A unos pasos de los decoradores, contra espalda de los botánicos, encontramos a los coleccionistas. Su interés, como el de los antiguos dueños de los gabinetes de curiosidades, suele acarrear indagaciones que deparan hallazgos y conocimientos vastos o al menos suficientes para no confundir una agavácea con una cactácea o para no ahogarla con buenas intenciones. La obsesión de estos especialistas caseros, si bien raya en lo patológico y los vuelve monotemáticos, da muestras de auténtico fervor a su objeto de deseo. Mientras tanto, en la acera de enfrente nos saludan las abuelas entusiastas de la jardinería, cuya erudición desenfadada respecto al mundo vegetal tiene sus raíces en una historia rebosante de colores que ellas mismas cultivaron. Este amor sabihondo no fulgura entre quienes, lejos de cuidar de sus hijas bastardas como si fueran propias, las acumulan, las acomodan. ¡Qué desdicha les depara a las plantas errantes! Condenadas a la indigencia, morirán durante las vacaciones.

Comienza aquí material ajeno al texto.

//! Constants shared by the header fields.
//!
//! These are the RFC 3261 defaults a freshly constructed field starts from.

/// Initial Max-Forwards value recommended by RFC 3261 Section 8.1.1.6.
pub const DEFAULT_MAX_FORWARDS: u8 = 70;

/// Content coding assumed when no Accept-Encoding is present (RFC 3261 Section 20.2).
pub const DEFAULT_ACCEPT_ENCODING: &str = "identity";

/// Media type assumed when no Accept header is present (RFC 3261 Section 20.1).
pub const DEFAULT_ACCEPT_TYPE: &str = "application";
pub const DEFAULT_ACCEPT_SUBTYPE: &str = "sdp";

/// MIME-Version carried by SIP messages.
pub const DEFAULT_MIME_MAJOR: u32 = 1;
pub const DEFAULT_MIME_MINOR: u32 = 0;

/// Authentication scheme used by RFC 3261 digest authentication.
pub const DEFAULT_AUTH_SCHEME: &str = "Digest";

/// Branch prefix marking an RFC 3261 compliant transaction identifier.
pub const MAGIC_COOKIE: &str = "z9hG4bK";

/// Via sent-protocol defaults.
pub const DEFAULT_PROTOCOL_NAME: &str = "SIP";
pub const DEFAULT_PROTOCOL_VERSION: &str = "2.0";
use std::net::Ipv6Addr;

use nom::{
    branch::alt,
    bytes::complete::{take_while1, take_while_m_n},
    character::complete::{char, digit1},
    combinator::{map_res, opt, recognize, verify},
    sequence::{delimited, pair, preceded},
};

use super::ParseResult;

/// qvalue = ( "0" [ "." 0*3DIGIT ] ) / ( "1" [ "." 0*3("0") ] )
pub fn qvalue_text(input: &str) -> ParseResult<&str> {
    recognize(alt((
        pair(
            char('0'),
            opt(pair(char('.'), take_while_m_n(0, 3, |c: char| c.is_ascii_digit()))),
        ),
        pair(
            char('1'),
            opt(pair(char('.'), take_while_m_n(0, 3, |c: char| c == '0'))),
        ),
    )))(input)
}

/// delta-seconds = 1*DIGIT
pub fn delta_seconds(input: &str) -> ParseResult<u32> {
    map_res(digit1, |s: &str| s.parse::<u32>())(input)
}

pub fn port(input: &str) -> ParseResult<u16> {
    map_res(digit1, |s: &str| s.parse::<u16>())(input)
}

fn is_hostname_char(c: char) -> bool {
    c.is_ascii_alphanumeric() || c == '-' || c == '.'
}

fn is_valid_hostname(host: &str) -> bool {
    let trimmed = host.strip_suffix('.').unwrap_or(host);
    !trimmed.is_empty()
        && trimmed.split('.').all(|label| {
            !label.is_empty() && !label.starts_with('-') && !label.ends_with('-')
        })
}

/// hostname = *( domainlabel "." ) toplabel [ "." ], also covering IPv4address
pub fn hostname(input: &str) -> ParseResult<&str> {
    verify(take_while1(is_hostname_char), |h: &str| is_valid_hostname(h))(input)
}

/// IPv6reference = "[" IPv6address "]"
pub fn ipv6_reference(input: &str) -> ParseResult<&str> {
    recognize(delimited(
        char('['),
        verify(
            take_while1(|c: char| c.is_ascii_hexdigit() || c == ':' || c == '.'),
            |addr: &str| addr.parse::<Ipv6Addr>().is_ok(),
        ),
        char(']'),
    ))(input)
}

/// host = hostname / IPv4address / IPv6reference
pub fn host(input: &str) -> ParseResult<&str> {
    alt((ipv6_reference, hostname))(input)
}

/// hostport = host [ ":" port ]
pub fn hostport(input: &str) -> ParseResult<(&str, Option<u16>)> {
    pair(host, opt(preceded(char(':'), port)))(input)
}

#[cfg(test)]
mod tests {
    use super::*;
    use crate::parser::parse_complete;

    #[test]
    fn test_qvalue_text() {
        for ok in ["0", "1", "0.5", "0.123", "1.000", "0.", "1."] {
            assert_eq!(parse_complete(qvalue_text, ok), Some(ok), "{ok}");
        }
        for bad in ["1.001", "0.1234", "2", "-0.1", ".5"] {
            assert_eq!(parse_complete(qvalue_text, bad), None, "{bad}");
        }
    }

    #[test]
    fn test_host() {
        assert_eq!(host("atlanta.example.com:5060").unwrap(), (":5060", "atlanta.example.com"));
        assert_eq!(host("192.0.2.1;x").unwrap(), (";x", "192.0.2.1"));
        assert_eq!(host("[2001:db8::9:1]:5061").unwrap(), (":5061", "[2001:db8::9:1]"));
        assert!(host("-bad.example.com").is_err());
        assert!(host("[not-ipv6]").is_err());
    }

    #[test]
    fn test_hostport() {
        assert_eq!(
            parse_complete(hostport, "erlang.bell-telephone.com:5060"),
            Some(("erlang.bell-telephone.com", Some(5060)))
        );
        assert_eq!(parse_complete(hostport, "pc33.atlanta.com"), Some(("pc33.atlanta.com", None)));
        assert_eq!(parse_complete(hostport, "host:99999"), None);
    }

    #[test]
    fn test_delta_seconds() {
        assert_eq!(delta_seconds("3600 (x)").unwrap(), (" (x)", 3600));
        assert!(delta_seconds("-1").is_err());
    }
}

Las plantas, como todo ser vivo, han evolucionado con exceso de gracia. Su belleza, ante nuestra mirada zopenca, es un lenguaje que las vuelve inteligibles. Quizá quien aprecia una flor por su aspecto, aun sin conocerla, tiene la disposición, no muy concienzuda, a comprender su idioma, y esta voluntad no es sino una expresión cabal de su naturaleza, de la naturaleza. Traemos plantas a casa porque creemos que la comunicación interespecie es posible.
El acto de enmacetar criaturas, pese a ser una imposición evidentemente egoísta, delata simpatía por las afinidades. El desarraigo es un tema sensible para quien se sabe despojado de un pasado más dichoso que el presente y encuentra en sus plantas desarraigadas una forma de echar raíces con miras a un futuro promisorio. ¡Vaya paradoja!, expatriar a una pobre mata en nuestra búsqueda de estabilidad. No obstante, esta maniobra caprichosa encierra, al mismo tiempo, el deseo de compartir el hogar. Cuando adoptamos una planta apadrinamos a un individuo que, como tal, hospeda consciencia, si no de sí mismo, sí del entorno; posee presencia, y la presencia de otro es compañía. Traemos plantas a casa porque somos seres gregarios.
Aspiramos a garantizar la continuidad de la vida y atestiguar, de cerca, la prosperidad y el renacimiento, aunque sea en miniatura. Encontramos en las plantas virtudes que nos conmueven, y las trasladamos adonde nos resulta conveniente; las proyectamos, incluso, en nuestro carácter y nuestras motivaciones. Traemos plantas a casa porque somos poetas domésticos.